In the Foote Case there was a well used in connection with the farm of which the strip appropriated by the railroad company formed a part, and on this strip were also certain forest and fruit trees. The plaintiff was allowed to show what the well cost. While the court did not intimate that it would be proper to estimate the value of the *636well entirely separate and apart from the value of the land, yet it held that, in getting at the value of the land, it was proper to show the cost of the well as an element of value; and in that connection it was proper to show the nature of the well, its depth, the manner in which it was walled, the supply of water it afforded, and its utility and necessity. The same position was taken with regard to the action of the trial court in excluding testimony as to the value of trees that stood upon the land at the time the railroad company took possession of it. The reviewing court held that it was proper to ascertain what the trees would add to the value of the land for the purposes for which it was used before it was occupied by the railroad company.

In the Gorsuch Case there was a building on the land sought to be appropriated. A witness qualified as-to the value of the land, but not as to the buildings, and when asked as to the fair market value of the land exclusive of the buildings he was excluded. The Circuit Court held that this was error. He had the right to speak as to the value of the land, although he had not qualified as an expert on the value of the buildings. In the case at bar the witness excluded did not qualify as to the value of the land. The court said (page 302):

“In the case at bar we are of the opinion that the plaintiff had the right to show the value of the land separate from the building, and the value of the building separate from the land, and in the absence of all other evidence the aggregate of these two valuations should be taken as the value of the parcel.” Railroad v. Gorsuch, 8 Ohio Cir. Ct. R. (N. S.).

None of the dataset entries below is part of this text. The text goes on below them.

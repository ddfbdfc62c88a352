//! Caller identity forwarded by the upstream authorizer.

use axum::extract::FromRequestParts;
use axum::http::request::Parts;
use axum::http::HeaderMap;

use super::error::ApiError;

pub(crate) const USER_ID: &str = "x-user-id";
pub(crate) const ORGANIZATION_ID: &str = "x-organization-id";
pub(crate) const ORGANIZATION_NODE_ID: &str = "x-organization-node-id";
pub(crate) const PUBLISHER: &str = "x-publisher";

/// Identity claims for one request.
///
/// `X-User-Id` is mandatory. The organization claims describe the
/// workspace the caller is acting in; `X-Publisher: true` marks a member of
/// that workspace's publishing team.
#[derive(Debug, Clone, PartialEq, Eq)]
pub(crate) struct Claims {
    pub(crate) user_id: i64,
    pub(crate) organization_id: Option<i64>,
    pub(crate) organization_node_id: Option<String>,
    pub(crate) publisher: bool,
}

impl Claims {
    pub(crate) fn from_headers(headers: &HeaderMap) -> Result<Self, ApiError> {
        let text = |name: &str| {
            headers
                .get(name)
                .and_then(|v| v.to_str().ok())
                .map(str::trim)
                .filter(|v| !v.is_empty())
        };

        let user_id = text(USER_ID)
            .and_then(|v| v.parse::<i64>().ok())
            .ok_or(ApiError::Unauthorized("missing or invalid user claim"))?;

        Ok(Self {
            user_id,
            organization_id: text(ORGANIZATION_ID).and_then(|v| v.parse().ok()),
            organization_node_id: text(ORGANIZATION_NODE_ID).map(str::to_string),
            publisher: text(PUBLISHER).is_some_and(|v| v.eq_ignore_ascii_case("true")),
        })
    }

    /// The caller's workspace, provided the caller publishes for it.
    pub(crate) fn publishing_workspace(&self) -> Result<Workspace<'_>, ApiError> {
        if !self.publisher {
            return Err(ApiError::Unauthorized("publisher role required"));
        }
        match (self.organization_id, self.organization_node_id.as_deref()) {
            (Some(id), Some(node_id)) => Ok(Workspace { id, node_id }),
            _ => Err(ApiError::Unauthorized("missing organization claim")),
        }
    }
}

/// The workspace a publisher is acting for.
#[derive(Debug, Clone, Copy, PartialEq, Eq)]
pub(crate) struct Workspace<'a> {
    /// Also the repository id of the workspace's repository.
    pub(crate) id: i64,
    pub(crate) node_id: &'a str,
}

impl<S: Send + Sync> FromRequestParts<S> for Claims {
    type Rejection = ApiError;

    async fn from_request_parts(parts: &mut Parts, _state: &S) -> Result<Self, Self::Rejection> {
        Claims::from_headers(&parts.headers)
    }
}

But, on consideration, it is evident that the value of the land enters into the value of the parcel in a way the value of the building does not. If you are an expert, you may testify as to the value of the land exclusive of the building, but you cannot properly separate the building from the land, and testify as to its value wholly irrespective of the land. The local conditions which fix the value of the land reflect upon the building, so its value, unless it is removable, cannot be ascertained irrespective of the land. There may be cases where it is proper enough to permit testimony as to the value of the building .separate from the land, and all the land separate from the building, where from such evidence the jury can reach the fact which it is to ascertain, namely, the market value of the land including the building. But in the present case there was an abundance of testimony as to the market value of each parcel as it stands now, by duly qualified experts. We think, under these circumstances, the court did right in rejecting the testimony of those not qualified to act as experts upon a fact which was not directly before the jury, and could not, under the circumstances, be of any substantial service to it in its deliberations.

Judgment affirmed.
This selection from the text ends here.